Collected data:
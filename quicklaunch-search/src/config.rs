//! Engine and scoring configuration with sensible defaults.
//!
//! The recency and tab bonuses are tunables, not business rules. The
//! defaults reproduce the launcher's long-standing ranking behaviour.

use std::time::Duration;

use serde::{Deserialize, Serialize};

use crate::error::SearchError;

/// Configuration for the aggregation engine.
#[derive(Debug, Clone, PartialEq, Serialize, Deserialize)]
#[serde(default)]
pub struct SearchConfig {
    /// Debounce window in milliseconds before a query fans out.
    pub debounce_ms: u64,
    /// Score bonuses applied by the source adapters.
    pub scoring: ScoringConfig,
    /// History adapter behaviour.
    pub history: HistoryConfig,
}

impl Default for SearchConfig {
    fn default() -> Self {
        Self {
            debounce_ms: 150,
            scoring: ScoringConfig::default(),
            history: HistoryConfig::default(),
        }
    }
}

impl SearchConfig {
    /// The debounce window as a [`Duration`].
    pub fn debounce(&self) -> Duration {
        Duration::from_millis(self.debounce_ms)
    }

    /// Validates this configuration, returning an error if any field is invalid.
    pub fn validate(&self) -> Result<(), SearchError> {
        self.scoring.validate()
    }
}

/// Additive bonuses applied after the base relevance score.
#[derive(Debug, Clone, PartialEq, Serialize, Deserialize)]
#[serde(default)]
pub struct ScoringConfig {
    /// Bonus for a history entry visited just now. Decays linearly to zero.
    pub recency_max_bonus: f64,
    /// Days after which a history visit earns no recency bonus.
    pub recency_horizon_days: f64,
    /// Bonus for the active tab of its window.
    pub active_tab_bonus: f64,
    /// Bonus for a pinned tab.
    pub pinned_tab_bonus: f64,
}

impl Default for ScoringConfig {
    fn default() -> Self {
        Self {
            recency_max_bonus: 0.1,
            recency_horizon_days: 30.0,
            active_tab_bonus: 0.05,
            pinned_tab_bonus: 0.02,
        }
    }
}

impl ScoringConfig {
    /// Checks:
    /// - every bonus is finite and within `[0, 1]`
    /// - `recency_horizon_days` is finite and greater than 0
    pub fn validate(&self) -> Result<(), SearchError> {
        let bonuses = [
            ("recency_max_bonus", self.recency_max_bonus),
            ("active_tab_bonus", self.active_tab_bonus),
            ("pinned_tab_bonus", self.pinned_tab_bonus),
        ];
        for (name, value) in bonuses {
            if !value.is_finite() || !(0.0..=1.0).contains(&value) {
                return Err(SearchError::Config(format!(
                    "{name} must be within [0, 1]"
                )));
            }
        }
        if !self.recency_horizon_days.is_finite() || self.recency_horizon_days <= 0.0 {
            return Err(SearchError::Config(
                "recency_horizon_days must be greater than 0".into(),
            ));
        }
        Ok(())
    }
}

/// History adapter options.
#[derive(Debug, Clone, Default, PartialEq, Serialize, Deserialize)]
#[serde(default)]
pub struct HistoryConfig {
    /// Drop search-engine result pages (Google, Bing, ...) from history hits.
    pub exclude_search_pages: bool,
}
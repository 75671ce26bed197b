//! Error types for the quicklaunch launcher.

use quicklaunch_search::SearchError;

/// Top-level error type for the launcher and its host transport.
#[derive(Debug, thiserror::Error)]
pub enum LauncherError {
    /// Configuration error.
    #[error("config error: {0}")]
    Config(String),

    /// I/O error.
    #[error("I/O error: {0}")]
    Io(#[from] std::io::Error),

    /// Channel send/receive error.
    #[error("channel error: {0}")]
    Channel(String),

    /// Malformed or unexpected message on the host channel.
    #[error("protocol error: {0}")]
    Protocol(String),

    /// The browser platform rejected or failed a call.
    #[error("platform error: {0}")]
    Platform(String),

    /// Search engine error.
    #[error(transparent)]
    Search(#[from] SearchError),
}

/// Convenience result type.
pub type Result<T> = std::result::Result<T, LauncherError>;
//! The browser platform as seen by the source adapters.
//!
//! [`BrowserApi`] is the seam to whatever actually lists tabs, history and
//! bookmarks. The launcher reaches it through the host channel; tests use
//! in-memory mocks. The item types double as the wire payloads of that
//! channel, hence the camelCase field names.

use async_trait::async_trait;
use serde::{Deserialize, Serialize};

use crate::error::Result;

/// An open tab as reported by the platform.
#[derive(Debug, Clone, PartialEq, Eq, Serialize, Deserialize)]
#[serde(rename_all = "camelCase")]
pub struct TabItem {
    pub id: i64,
    pub url: String,
    pub title: String,
    pub window_id: i64,
    #[serde(default)]
    pub active: bool,
    #[serde(default)]
    pub pinned: bool,
}

/// A history entry. `last_visit_time` is milliseconds since the Unix epoch.
#[derive(Debug, Clone, PartialEq, Serialize, Deserialize)]
#[serde(rename_all = "camelCase")]
pub struct HistoryItem {
    pub id: String,
    pub url: String,
    pub title: String,
    #[serde(default, skip_serializing_if = "Option::is_none")]
    pub last_visit_time: Option<f64>,
}

/// A bookmark with a URL. Folders never reach the adapters.
#[derive(Debug, Clone, PartialEq, Eq, Serialize, Deserialize)]
#[serde(rename_all = "camelCase")]
pub struct BookmarkItem {
    pub id: String,
    pub url: String,
    pub title: String,
}

/// Lookups and actions provided by the browser platform.
///
/// Every method is a single external call. Implementations report
/// failures as errors; they never retry.
#[async_trait]
pub trait BrowserApi: Send + Sync {
    /// List open tabs relevant to `query`.
    async fn lookup_tabs(&self, query: &str) -> Result<Vec<TabItem>>;

    /// Search browsing history for `query`.
    async fn lookup_history(&self, query: &str) -> Result<Vec<HistoryItem>>;

    /// Search bookmarks for `query`.
    async fn lookup_bookmarks(&self, query: &str) -> Result<Vec<BookmarkItem>>;

    /// Open `url` in a new browsing context.
    async fn open_url(&self, url: &str) -> Result<()>;

    /// Bring an existing tab and its window to the foreground and focus it.
    async fn activate_tab(&self, tab_id: i64) -> Result<()>;
}

#[cfg(test)]
mod tests {
    use super::*;

    #[test]
    fn tab_item_uses_camel_case() {
        let tab: TabItem = serde_json::from_str(
            r#"{"id": 3, "url": "https://a.com", "title": "A", "windowId": 9, "active": true}"#,
        )
        .expect("deserialize");
        assert_eq!(tab.window_id, 9);
        assert!(tab.active);
        assert!(!tab.pinned);
    }

    #[test]
    fn history_item_without_visit_time() {
        let item: HistoryItem =
            serde_json::from_str(r#"{"id": "h1", "url": "https://a.com", "title": ""}"#)
                .expect("deserialize");
        assert!(item.last_visit_time.is_none());
        let json = serde_json::to_string(&item).expect("serialize");
        assert!(!json.contains("lastVisitTime"));
    }
}
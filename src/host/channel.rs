//! In-process request/response channel between the launcher and the
//! platform side.
//!
//! [`HostClient`] is what the source adapters talk to; it implements
//! [`BrowserApi`]. [`HostServer`] owns the [`RequestHandler`] and answers
//! each request on its own task, so a slow history lookup never holds up a
//! tab lookup.

use std::sync::Arc;

use async_trait::async_trait;
use quicklaunch_search::{BookmarkItem, BrowserApi, HistoryItem, SearchError, TabItem};
use serde::de::DeserializeOwned;
use tokio::sync::{mpsc, oneshot};

use crate::config::HostConfig;
use crate::error::{LauncherError, Result};
use crate::host::contract::{HostRequest, SearchItems};
use crate::host::handler::{PlatformHandler, RequestHandler};

struct HostCall {
    request: HostRequest,
    response_tx: oneshot::Sender<Result<serde_json::Value>>,
}

/// Launcher-side handle to the host channel. Cheap to clone.
#[derive(Clone)]
pub struct HostClient {
    request_tx: mpsc::Sender<HostCall>,
}

impl HostClient {
    /// Send a request and wait for its payload.
    ///
    /// # Errors
    ///
    /// Returns [`LauncherError::Channel`] if the server is gone, or the
    /// handler's error for a failed action.
    pub async fn send(&self, request: HostRequest) -> Result<serde_json::Value> {
        let kind = request.kind();
        let (response_tx, response_rx) = oneshot::channel();
        self.request_tx
            .send(HostCall {
                request,
                response_tx,
            })
            .await
            .map_err(|e| LauncherError::Channel(format!("failed to send {kind} request: {e}")))?;

        response_rx
            .await
            .map_err(|e| LauncherError::Channel(format!("{kind} response dropped: {e}")))?
    }

    pub async fn search_tabs(&self, query: &str) -> Result<Vec<TabItem>> {
        self.search_items(HostRequest::search_tabs(query)).await
    }

    pub async fn search_history(&self, query: &str) -> Result<Vec<HistoryItem>> {
        self.search_items(HostRequest::search_history(query)).await
    }

    pub async fn search_bookmarks(&self, query: &str) -> Result<Vec<BookmarkItem>> {
        self.search_items(HostRequest::search_bookmarks(query))
            .await
    }

    pub async fn open_tab(&self, url: &str) -> Result<()> {
        self.send(HostRequest::open_tab(url)).await.map(|_| ())
    }

    pub async fn switch_to_tab(&self, tab_id: i64) -> Result<()> {
        self.send(HostRequest::switch_to_tab(tab_id))
            .await
            .map(|_| ())
    }

    async fn search_items<T: DeserializeOwned>(&self, request: HostRequest) -> Result<Vec<T>> {
        let kind = request.kind();
        let payload = self.send(request).await?;
        let items: SearchItems<T> = serde_json::from_value(payload).map_err(|e| {
            LauncherError::Protocol(format!("malformed {kind} response: {e}"))
        })?;
        Ok(items.items)
    }
}

#[async_trait]
impl BrowserApi for HostClient {
    async fn lookup_tabs(&self, query: &str) -> quicklaunch_search::Result<Vec<TabItem>> {
        self.search_tabs(query).await.map_err(lookup_error)
    }

    async fn lookup_history(&self, query: &str) -> quicklaunch_search::Result<Vec<HistoryItem>> {
        self.search_history(query).await.map_err(lookup_error)
    }

    async fn lookup_bookmarks(&self, query: &str) -> quicklaunch_search::Result<Vec<BookmarkItem>> {
        self.search_bookmarks(query).await.map_err(lookup_error)
    }

    async fn open_url(&self, url: &str) -> quicklaunch_search::Result<()> {
        self.open_tab(url).await.map_err(action_error)
    }

    async fn activate_tab(&self, tab_id: i64) -> quicklaunch_search::Result<()> {
        self.switch_to_tab(tab_id).await.map_err(action_error)
    }
}

fn lookup_error(e: LauncherError) -> SearchError {
    SearchError::Lookup(e.to_string())
}

fn action_error(e: LauncherError) -> SearchError {
    SearchError::Action(e.to_string())
}

/// Platform-side end of the host channel.
pub struct HostServer<P: PlatformHandler> {
    request_rx: mpsc::Receiver<HostCall>,
    handler: Arc<RequestHandler<P>>,
}

/// Create a connected client/server pair over `platform`.
#[must_use]
pub fn host_channel<P: PlatformHandler>(
    platform: Arc<P>,
    config: &HostConfig,
) -> (HostClient, HostServer<P>) {
    let (request_tx, request_rx) = mpsc::channel(config.request_capacity.max(1));
    (
        HostClient { request_tx },
        HostServer {
            request_rx,
            handler: Arc::new(RequestHandler::new(platform, config)),
        },
    )
}

impl<P: PlatformHandler> HostServer<P> {
    /// Serve requests until every [`HostClient`] has been dropped.
    pub async fn run(mut self) {
        while let Some(call) = self.request_rx.recv().await {
            let handler = Arc::clone(&self.handler);
            tokio::spawn(async move {
                let response = handler.handle(&call.request).await;
                if let Err(e) = &response {
                    tracing::warn!(kind = %call.request.kind(), error = %e, "host request failed");
                }
                let _ = call.response_tx.send(response);
            });
        }
        tracing::debug!("host channel closed");
    }
}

■ **REQUIREMENT**
Wherever "never" turns up in the records, copy the whole line.

■ **SOLUTION**
/// A bookmark with a URL. Folders never reach the adapters.
/// failures as errors; they never retry.
//! each request on its own task, so a slow history lookup never holds up a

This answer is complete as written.